I teach my students to move beyond conceptualizing language as a series of rules to identify how language is used and enacted (i.e., its functions and forms) in particular, situated contexts. Through this lens, students critically analyze the relationship between language and schooling. For example, in my course Language Use & Acquisition in Early Childhood, students conducted a linguistic case study of an emergent bilingual student in their practicum classrooms, in which they documented the (trans)languaging practices of the focal learner, analyzed the classroom ecology to consider how it promoted or inhibited language learning, and conducted a home visit with the student’s family to better understand language use outside of the classroom. This case study situated language learning in real-life contexts and fostered rich dialogue around the structural and sociopolitical facets of language use and learning. One year, a student learned on the home visit that her focal learner, whose family had recently immigrated from Ethiopia, had been misidentified as an ‘English learner,’ as the family exclusively used English at home. This finding led to a fruitful conversation about the impact of institutional labels, the intersection between race and language, and the sociopolitical construction of the ‘native speaker.’ I have found that, through this form of critical examination of language learning in real-life contexts, theory becomes more meaningful for students and implications for practice more visible.

As another example, I begin each of my ESL methods courses with the question posed by de Jong and Harper (2005): “Is ESL just good teaching?” Then, we consider what additional knowledge teachers need to support emergent bilinguals, beginning with a linguistic analysis of textbooks and assessments currently used in their classrooms. As we deconstruct the lexical, syntactic, and discourse-level elements of texts, students begin to see the complexity of English, which helps to deepen their investment in planning for language in instruction. In small groups, students participate in a lesson planning workshop in which they analyze and justify proposed language scaffolds in their integrated lesson plans. This collaborative process illuminates the connections between second language acquisition theories and instructional practices and helps foster student expertise in designing scaffolds for emergent bilinguals. At the end of the semester, students create digital stories that represent their learning, which is a favorite assignment for many—one student even played her digital story at a graduation party. By engaging in collaborative and ongoing reflection, students develop a critical lens that helps them to be more culturally and linguistically responsive educators.

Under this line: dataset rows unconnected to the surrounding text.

extern crate std;

use super::*;
use abi::{L4Error, L4Timeout, TagFlags};
use alloc::boxed::Box;
use context::HostedArch;
use cpu::CpuId;
use kip::Kip;
use sched_context::SchedContext;
use scheduler::{Scheduler, TimerTickMode};
use time::SoftCounter;

const CPU1: CpuId = CpuId::new(1);

fn setup(num_cpus: usize) -> Scheduler {
    Scheduler::new(num_cpus, Arc::new(Kip::new(0, 0)), TimerTickMode::SysCpu, Arc::new(SoftCounter::new()), |_| {
        Box::new(HostedArch::new())
    })
    .unwrap()
}

fn thread(name: &str, cpu: CpuId, prio: u8) -> ContextRef {
    Context::new(name, cpu, SchedContext::new(prio, 0), None, None).unwrap()
}

fn is_current(cs: &CpuSched, ctx: &Context) -> bool {
    context::same(cs.current(), ctx)
}

fn rcv_timeout(us: u64) -> TimeoutPair {
    TimeoutPair::new(L4Timeout::from_us(us), L4Timeout::NEVER)
}

fn snd_timeout(us: u64) -> TimeoutPair {
    TimeoutPair::new(L4Timeout::NEVER, L4Timeout::from_us(us))
}

#[test]
fn call_and_reply_switch_directly() {
    let s = setup(1);
    let mut cs = s.cpu(CpuId::BOOT);
    let server = thread("server", CpuId::BOOT, 10);
    let client = thread("client", CpuId::BOOT, 10);

    cs.activate(&server);
    assert_eq!(do_ipc(&mut cs, IpcRequest::wait()), IpcOutcome::Blocked);
    assert!(is_current(&cs, cs.idle()));
    assert_eq!(server.ipc_phase(), IpcPhase::ReceiveWait);

    cs.activate(&client);
    client.utcb().values[..2].copy_from_slice(&[7, 8]);
    let req = IpcRequest::call(&server, MsgTag::new(2, 0, TagFlags::empty(), 42))
        .with_label(0x10)
        .with_rights(Rights::CW);
    assert_eq!(do_ipc(&mut cs, req), IpcOutcome::Blocked);

    // the server runs on the client's timeslice
    assert!(is_current(&cs, &server));
    assert!(context::same(&server.helper().unwrap(), &client));
    assert!(cs.rq().current_sched().map_or(false, |sc| sched_context::same(sc, client.sched())));
    assert_eq!(client.ipc_phase(), IpcPhase::Receive);

    finish_ipc(&mut cs);
    assert!(!server.ipc_pending());
    {
        let frame = server.frame();
        assert_eq!(frame.tag().words(), 2);
        assert_eq!(frame.tag().proto(), 42);
        assert_eq!(frame.from(), 0x10);
    }
    assert_eq!(&server.utcb().values[..2], &[7, 8]);
    let (caller, rights) = server.caller().unwrap();
    assert!(context::same(&caller, &client));
    assert_eq!(rights, Rights::CW);

    server.utcb().values[0] = 99;
    assert_eq!(do_ipc(&mut cs, IpcRequest::send(&client, MsgTag::new(1, 0, TagFlags::empty(), 0))), IpcOutcome::Done);
    assert!(is_current(&cs, &client));
    finish_ipc(&mut cs);

    assert!(!client.ipc_pending());
    assert!(!client.state().intersects(ThreadState::FULL_IPC_MASK));
    assert!(!client.frame().tag().has_error());
    assert_eq!(client.frame().tag().words(), 1);
    assert_eq!(client.utcb().values[0], 99);
}

#[test]
fn schedule_flag_defers_to_the_scheduler() {
    let s = setup(1);
    let mut cs = s.cpu(CpuId::BOOT);
    let server = thread("server", CpuId::BOOT, 5);
    let client = thread("client", CpuId::BOOT, 20);

    cs.activate(&server);
    do_ipc(&mut cs, IpcRequest::wait());
    cs.activate(&client);

    let tag = MsgTag::new(0, 0, TagFlags::SCHEDULE, 1);
    assert_eq!(do_ipc(&mut cs, IpcRequest::call(&server, tag)), IpcOutcome::Blocked);
    // the client sleeps for the answer, then the server gets the CPU on its own
    assert_eq!(client.ipc_phase(), IpcPhase::ReceiveWait);
    assert!(is_current(&cs, &server));
    assert!(server.helper().is_none());
    finish_ipc(&mut cs);
    assert_eq!(server.frame().tag().proto(), 1);
}

#[test]
fn open_wait_takes_queued_senders_by_priority() {
    let s = setup(1);
    let mut cs = s.cpu(CpuId::BOOT);
    let r = thread("receiver", CpuId::BOOT, 10);
    let low = thread("low", CpuId::BOOT, 5);
    let high = thread("high", CpuId::BOOT, 20);

    cs.activate(&low);
    assert_eq!(do_ipc(&mut cs, IpcRequest::send(&r, MsgTag::new(0, 0, TagFlags::empty(), 1)).with_label(1)), IpcOutcome::Blocked);
    cs.activate(&high);
    assert_eq!(do_ipc(&mut cs, IpcRequest::send(&r, MsgTag::new(0, 0, TagFlags::empty(), 2)).with_label(2)), IpcOutcome::Blocked);
    assert_eq!(r.sender_list().len(), 2);
    assert!(low.state().contains(ThreadState::SEND_WAIT));

    cs.activate(&r);
    assert_eq!(do_ipc(&mut cs, IpcRequest::wait()), IpcOutcome::Done);
    assert_eq!(r.frame().from(), 2);
    // the woken sender outranks the receiver
    assert!(is_current(&cs, &high));
    finish_ipc(&mut cs);
    assert!(!high.state().intersects(ThreadState::FULL_IPC_MASK));
    assert!(!high.frame().tag().has_error());

    cs.block_current();
    assert!(is_current(&cs, &r));
    assert_eq!(do_ipc(&mut cs, IpcRequest::wait()), IpcOutcome::Done);
    assert_eq!(r.frame().from(), 1);
    assert!(r.sender_list().is_empty());
    assert!(is_current(&cs, &r));
    assert!(low.is_ready());
}

#[test]
fn closed_wait_ignores_other_senders() {
    let s = setup(1);
    let mut cs = s.cpu(CpuId::BOOT);
    let r = thread("receiver", CpuId::BOOT, 10);
    let a = thread("a", CpuId::BOOT, 10);
    let b = thread("b", CpuId::BOOT, 10);

    cs.activate(&r);
    assert_eq!(do_ipc(&mut cs, IpcRequest::receive(&a)), IpcOutcome::Blocked);

    cs.activate(&b);
    let zero = TimeoutPair::new(L4Timeout::NEVER, L4Timeout::ZERO);
    let req = IpcRequest::send(&r, MsgTag::new(0, 0, TagFlags::empty(), 0)).with_timeout(zero);
    assert_eq!(do_ipc(&mut cs, req), IpcOutcome::Done);
    assert!(b.frame().tag().has_error());
    assert_eq!(b.utcb().error, L4Error::Timeout);
    assert!(r.sender_list().is_empty());
    cs.block_current();

    cs.activate(&a);
    assert_eq!(do_ipc(&mut cs, IpcRequest::send(&r, MsgTag::new(0, 0, TagFlags::empty(), 0)).with_label(0xa)), IpcOutcome::Done);
    assert!(!a.frame().tag().has_error());
    cs.block_current();
    assert!(is_current(&cs, &r));
    finish_ipc(&mut cs);
    assert_eq!(r.frame().from(), 0xa);
    assert!(!r.frame().tag().has_error());
}

#[test]
fn send_timeout_dequeues_the_sender() {
    let s = setup(1);
    let mut cs = s.cpu(CpuId::BOOT);
    let r = thread("receiver", CpuId::BOOT, 10);
    let snd = thread("sender", CpuId::BOOT, 10);

    cs.activate(&snd);
    let req = IpcRequest::send(&r, MsgTag::new(0, 0, TagFlags::empty(), 0)).with_timeout(snd_timeout(100));
    assert_eq!(do_ipc(&mut cs, req), IpcOutcome::Blocked);
    assert!(r.sender_list().owns(&snd));

    s.machine().kip().advance_clock(100);
    assert!(cs.do_timeouts());
    cs.schedule();
    assert!(is_current(&cs, &snd));
    finish_ipc(&mut cs);

    assert!(snd.frame().tag().has_error());
    assert_eq!(snd.utcb().error, L4Error::Timeout);
    assert!(r.sender_list().is_empty());
    assert!(!snd.in_sender_list());
    assert!(!snd.state().intersects(ThreadState::FULL_IPC_MASK));
}

#[test]
fn receive_timeout_fires_after_100us() {
    let s = setup(1);
    let mut cs = s.cpu(CpuId::BOOT);
    let r = thread("receiver", CpuId::BOOT, 10);

    cs.activate(&r);
    assert_eq!(do_ipc(&mut cs, IpcRequest::wait().with_timeout(rcv_timeout(100))), IpcOutcome::Blocked);
    assert!(r.timeout().is_some());

    s.machine().kip().advance_clock(99);
    assert!(!cs.do_timeouts());
    assert!(!r.is_ready());

    s.machine().kip().advance_clock(1);
    assert!(cs.do_timeouts());
    assert!(r.state().contains(ThreadState::READY | ThreadState::TIMEOUT));
    cs.schedule();
    finish_ipc(&mut cs);

    assert!(r.frame().tag().has_error());
    assert_eq!(r.utcb().error, L4Error::RTimeout);
    assert!(r.timeout().is_none());
    assert!(!r.state().intersects(ThreadState::FULL_IPC_MASK));
}

#[test]
fn zero_receive_timeout_returns_at_once() {
    let s = setup(1);
    let mut cs = s.cpu(CpuId::BOOT);
    let r = thread("receiver", CpuId::BOOT, 10);
    cs.activate(&r);

    let zero = TimeoutPair::new(L4Timeout::ZERO, L4Timeout::NEVER);
    assert_eq!(do_ipc(&mut cs, IpcRequest::wait().with_timeout(zero)), IpcOutcome::Done);
    assert!(is_current(&cs, &r));
    assert_eq!(r.utcb().error, L4Error::RTimeout);
    assert!(r.is_ready());
    assert!(!r.ipc_pending());
}

#[test]
fn cancel_aborts_both_phases() {
    let s = setup(1);
    let mut cs = s.cpu(CpuId::BOOT);
    let r = thread("receiver", CpuId::BOOT, 10);
    let snd = thread("sender", CpuId::BOOT, 10);
    let waiter = thread("waiter", CpuId::BOOT, 10);
    assert!(!cancel(&mut cs, &snd));

    cs.activate(&snd);
    do_ipc(&mut cs, IpcRequest::send(&r, MsgTag::new(0, 0, TagFlags::empty(), 0)));
    cs.activate(&waiter);
    do_ipc(&mut cs, IpcRequest::wait());
    assert!(is_current(&cs, cs.idle()));

    assert!(cancel(&mut cs, &snd));
    assert!(cancel(&mut cs, &waiter));
    assert!(cs.need_resched());
    cs.schedule();

    assert!(is_current(&cs, &snd));
    finish_ipc(&mut cs);
    assert_eq!(snd.utcb().error, L4Error::Canceled);
    assert!(r.sender_list().is_empty());
    cs.block_current();

    assert!(is_current(&cs, &waiter));
    finish_ipc(&mut cs);
    assert_eq!(waiter.utcb().error, L4Error::RCanceled);
    assert!(waiter.frame().tag().has_error());
    assert!(!waiter.state().intersects(ThreadState::FULL_IPC_MASK));
}

#[test]
fn dying_receiver_fails_its_senders() {
    let s = setup(1);
    let mut cs = s.cpu(CpuId::BOOT);
    let r = thread("receiver", CpuId::BOOT, 10);
    let a = thread("a", CpuId::BOOT, 10);
    let b = thread("b", CpuId::BOOT, 10);

    for snd in [&a, &b] {
        cs.activate(snd);
        assert_eq!(do_ipc(&mut cs, IpcRequest::send(&r, MsgTag::default())), IpcOutcome::Blocked);
    }
    assert_eq!(r.destroy(), Err(context::DestroyError::HasSenders));
    assert_eq!(ipc_receiver_aborted(&mut cs, &r), 2);
    assert!(r.destroy().is_ok());

    cs.schedule();
    for _ in 0..2 {
        let snd = cs.current().clone();
        assert!(context::same(&snd, &a) || context::same(&snd, &b));
        finish_ipc(&mut cs);
        assert_eq!(snd.utcb().error, L4Error::NotExistent);
        assert!(snd.frame().tag().has_error());
        cs.block_current();
    }

    // sending to a dead context fails right away
    cs.activate(&a);
    assert_eq!(do_ipc(&mut cs, IpcRequest::send(&r, MsgTag::default())), IpcOutcome::Done);
    assert_eq!(a.utcb().error, L4Error::NotExistent);
}

#[test]
fn call_across_cpus() {
    let s = setup(2);
    let server = thread("server", CPU1, 10);
    let client = thread("client", CpuId::BOOT, 10);

    {
        let mut cs1 = s.cpu(CPU1);
        cs1.activate(&server);
        assert_eq!(do_ipc(&mut cs1, IpcRequest::wait()), IpcOutcome::Blocked);
    }
    {
        let mut cs0 = s.cpu(CpuId::BOOT);
        cs0.activate(&client);
        client.utcb().values[0] = 5;
        let req = IpcRequest::call(&server, MsgTag::new(1, 0, TagFlags::empty(), 3));
        assert_eq!(do_ipc(&mut cs0, req), IpcOutcome::Blocked);
        assert!(client.state().contains(ThreadState::DRQ_WAIT));
        assert!(is_current(&cs0, cs0.idle()));
    }
    assert_eq!(s.machine().pending_drqs(CPU1), 1);

    {
        let mut cs1 = s.cpu(CPU1);
        assert!(cs1.preemption_point());
        assert!(is_current(&cs1, &server));
        finish_ipc(&mut cs1);
        assert_eq!(server.utcb().values[0], 5);
        assert_eq!(server.frame().tag().proto(), 3);
        assert!(context::same(&server.caller().unwrap().0, &client));

        server.utcb().values[0] = 6;
        assert_eq!(do_ipc(&mut cs1, IpcRequest::send(&client, MsgTag::new(1, 0, TagFlags::empty(), 0))), IpcOutcome::Blocked);
    }
    {
        let mut cs0 = s.cpu(CpuId::BOOT);
        assert!(cs0.preemption_point());
        assert!(is_current(&cs0, &client));
        finish_ipc(&mut cs0);
        assert!(!client.frame().tag().has_error());
        assert_eq!(client.utcb().values[0], 6);
        assert!(!client.state().intersects(ThreadState::FULL_IPC_MASK | ThreadState::DRQ_WAIT));
    }
    {
        let mut cs1 = s.cpu(CPU1);
        assert!(cs1.preemption_point());
        assert!(is_current(&cs1, &server));
        finish_ipc(&mut cs1);
        assert!(!server.frame().tag().has_error());
        assert!(!server.ipc_pending());
    }
}

#[test]
fn queue_wait_times_out_or_gets_woken() {
    let s = setup(1);
    let mut cs = s.cpu(CpuId::BOOT);
    let queue: Arc<queue::Queue<Context>> = Arc::new(queue::Queue::new());
    let t = thread("t", CpuId::BOOT, 10);
    cs.activate(&t);

    t.frame().set_tag(abi::commit_result(0));
    assert_eq!(wait_on_queue(&mut cs, &queue, queue.q_lock(), L4Timeout::from_us(50)), IpcOutcome::Blocked);
    assert!(queue.owns(&t));
    // a waiter does not accept messages
    assert!(!sender_ok(&t, cs.idle()));

    s.machine().kip().advance_clock(50);
    cs.do_timeouts();
    cs.schedule();
    finish_ipc(&mut cs);
    assert_eq!(t.utcb().error, L4Error::RTimeout);
    assert!(queue.is_empty());

    t.frame().set_tag(abi::commit_result(0));
    assert_eq!(wait_on_queue(&mut cs, &queue, queue.q_lock(), L4Timeout::NEVER), IpcOutcome::Blocked);
    let woken = queue.q_lock().pop_front().unwrap();
    cs.xcpu_state_change(&woken, ThreadState::empty(), ThreadState::READY, false);
    cs.schedule();
    finish_ipc(&mut cs);
    assert!(!t.frame().tag().has_error());
    assert!(!t.state().intersects(ThreadState::FULL_IPC_MASK));
    assert!(t.partner().is_none());
}

#[test]
fn remote_call_blocks_until_answered() {
    let s = setup(2);
    let t = thread("t", CpuId::BOOT, 10);
    {
        let mut cs0 = s.cpu(CpuId::BOOT);
        cs0.activate(&t);
        let outcome = call_remote(&mut cs0, CPU1, |remote, waiter| {
            waiter.utcb().values[0] = remote.cpu().value() as abi::Mword;
        });
        assert_eq!(outcome, IpcOutcome::Blocked);
        assert_eq!(t.ipc_phase(), IpcPhase::RemoteCall);
    }
    s.cpu(CPU1).handle_drq();
    {
        let mut cs0 = s.cpu(CpuId::BOOT);
        assert!(cs0.preemption_point());
        assert!(is_current(&cs0, &t));
        finish_ipc(&mut cs0);
        assert_eq!(t.utcb().values[0], 1);
        assert!(!t.ipc_pending());
    }
}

In closing, as a teacher educator, I take seriously the task of modeling effective pedagogical strategies and engaging my students in critical analyses of language and education. This is evident in my course evaluations. As one student put it, “Laura truly believes in the content she is teaching and sees it from a wider perspective of social justice.” By preparing my students to not only support emergent bilinguals but also to deconstruct institutional, structural, and linguistic inequities, I aim to give students them the tools they need to become thoughtful and sociopolitically engaged educators.

Courses Taught



  • Research Methods in Bilingual Education (Spring 2020)

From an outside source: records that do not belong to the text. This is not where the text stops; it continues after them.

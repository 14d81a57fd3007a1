use core::fmt;
use core::sync::atomic::{AtomicU32, Ordering};

bitflags! {
    /// The state of a [`Context`](crate::Context), a set of independent flags.
    ///
    /// A context is runnable iff any bit of [`READY_MASK`](ThreadState::READY_MASK) is set.
    pub struct ThreadState: u32 {
        const READY               = 0x1;
        /// Not ready, but has DRQs to handle.
        const DRQ_READY           = 0x2;
        /// Waiting in a receiver's sender list (polling).
        const SEND_WAIT           = 0x4;
        /// Waiting for a sender.
        const RECEIVE_WAIT        = 0x8;
        /// A sender is transferring a message to this context.
        const RECEIVE_IN_PROGRESS = 0x10;
        /// The message is in flight; set on the receiver during a handshake.
        const IPC_TRANSFER        = 0x20;
        /// The partner went away while this context was queued on it.
        const TRANSFER_FAILED     = 0x40;
        const CANCELED            = Self::TRANSFER_FAILED.bits;
        /// Someone asked this context to abort its IPC.
        const CANCEL              = 0x80;
        const TIMEOUT             = 0x100;
        const DEAD                = 0x200;
        const DYING               = 0x400;
        /// Migrated here, the armed timeout still has to be re-armed on this CPU.
        const FINISH_MIGRATION    = 0x1000;
        const NEED_RESCHED        = 0x2000;
        const FPU_OWNER           = 0x8000;
        /// Blocked until a DRQ sent to another CPU was handled.
        const DRQ_WAIT            = 0x100000;
        const WAITING             = 0x200000;
        const VCPU_ENABLED        = 0x400000;
        const VCPU_USER           = 0x800000;

        const READY_MASK      = Self::READY.bits | Self::DRQ_READY.bits;
        const IPC_MASK        = Self::SEND_WAIT.bits | Self::RECEIVE_WAIT.bits | Self::RECEIVE_IN_PROGRESS.bits;
        const FULL_IPC_MASK   = Self::IPC_MASK.bits | Self::CANCEL.bits | Self::TRANSFER_FAILED.bits
                              | Self::TIMEOUT.bits | Self::IPC_TRANSFER.bits;
        const IPC_ABORT_MASK  = Self::TRANSFER_FAILED.bits | Self::CANCEL.bits | Self::TIMEOUT.bits
                              | Self::IPC_TRANSFER.bits;
    }
}

impl ThreadState {
    /// Whether a context in this state may be picked by the scheduler.
    pub fn is_ready(self) -> bool {
        self.intersects(ThreadState::READY_MASK)
    }
}

impl fmt::Display for ThreadState {
    fn fmt(&self, f: &mut fmt::Formatter<'_>) -> fmt::Result {
        write!(f, "{:#x}", self.bits())
    }
}


/// The atomic cell holding a [`ThreadState`].
///
/// The `*_dirty` operations are plain read-modify-write updates; they are atomic
/// with respect to other CPUs, but callers are expected to hold the lock of the
/// context's home CPU when a decision depends on the previous state.
pub(crate) struct AtomicThreadState(AtomicU32);

impl AtomicThreadState {
    pub(crate) const fn new(state: ThreadState) -> AtomicThreadState {
        AtomicThreadState(AtomicU32::new(state.bits()))
    }

    pub(crate) fn load(&self) -> ThreadState {
        ThreadState::from_bits_truncate(self.0.load(Ordering::Acquire))
    }

    pub(crate) fn add(&self, add: ThreadState) -> ThreadState {
        ThreadState::from_bits_truncate(self.0.fetch_or(add.bits(), Ordering::AcqRel))
    }

    pub(crate) fn del(&self, del: ThreadState) -> ThreadState {
        ThreadState::from_bits_truncate(self.0.fetch_and(!del.bits(), Ordering::AcqRel))
    }

    pub(crate) fn change(&self, del: ThreadState, add: ThreadState) -> ThreadState {
        let prev = self.0.fetch_update(Ordering::AcqRel, Ordering::Acquire, |s| {
            Some((s & !del.bits()) | add.bits())
        });
        // the closure never fails
        ThreadState::from_bits_truncate(prev.unwrap_or_else(|s| s))
    }

    /// Applies the change only if every bit in `del` is set and no bit of `add`
    /// (that is not also deleted) is set already.
    pub(crate) fn change_safely(&self, del: ThreadState, add: ThreadState) -> bool {
        self.0
            .fetch_update(Ordering::AcqRel, Ordering::Acquire, |s| {
                let already_added = s & add.bits() & !del.bits();
                let already_deleted = !s & del.bits();
                if already_added != 0 || already_deleted != 0 {
                    None
                } else {
                    Some((s & !del.bits()) | add.bits())
                }
            })
            .is_ok()
    }
}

  • Language Use & Acquisition for Young Emergent Bilinguals (Spring 2017)
  • Methods of Teaching Young ELLs (Spring 2014, Fall 2015, Spring 2016, Fall 2016)
  • ESL/Bilingual Methods (Spring 2015)
  • The Language of Schooling (Fall 2014)

UNIVERSITY OF NOTRE DAME – Notre Dame, IN                                          

  • Language Immersion in a Foreign Country (Fall 2017, Fall 2018)
  • Foundations for Teaching Second Language Learners (Summer 2016, Summer 2017, Summer 2018)


  • Contrastive Analysis of English and Spanish (Summer 2013)
  • Cross-Cultural Approaches to Learning (Spring 2013)
  • Teaching English as a Second Language (Fall 2012)

Teaching Assistant


  • Learning Second Languages (Fall 2013, Fall 2014, Fall 2015, Fall 2016)
  • Literacies and Advanced Methods in Teaching ESL (Spring 2014, Spring 2015, Spring 2016)

UNIVERSITY OF NOTRE DAME – Notre Dame, IN                                                                                

  • Linguistics and Language Acquisition (Summer 2015)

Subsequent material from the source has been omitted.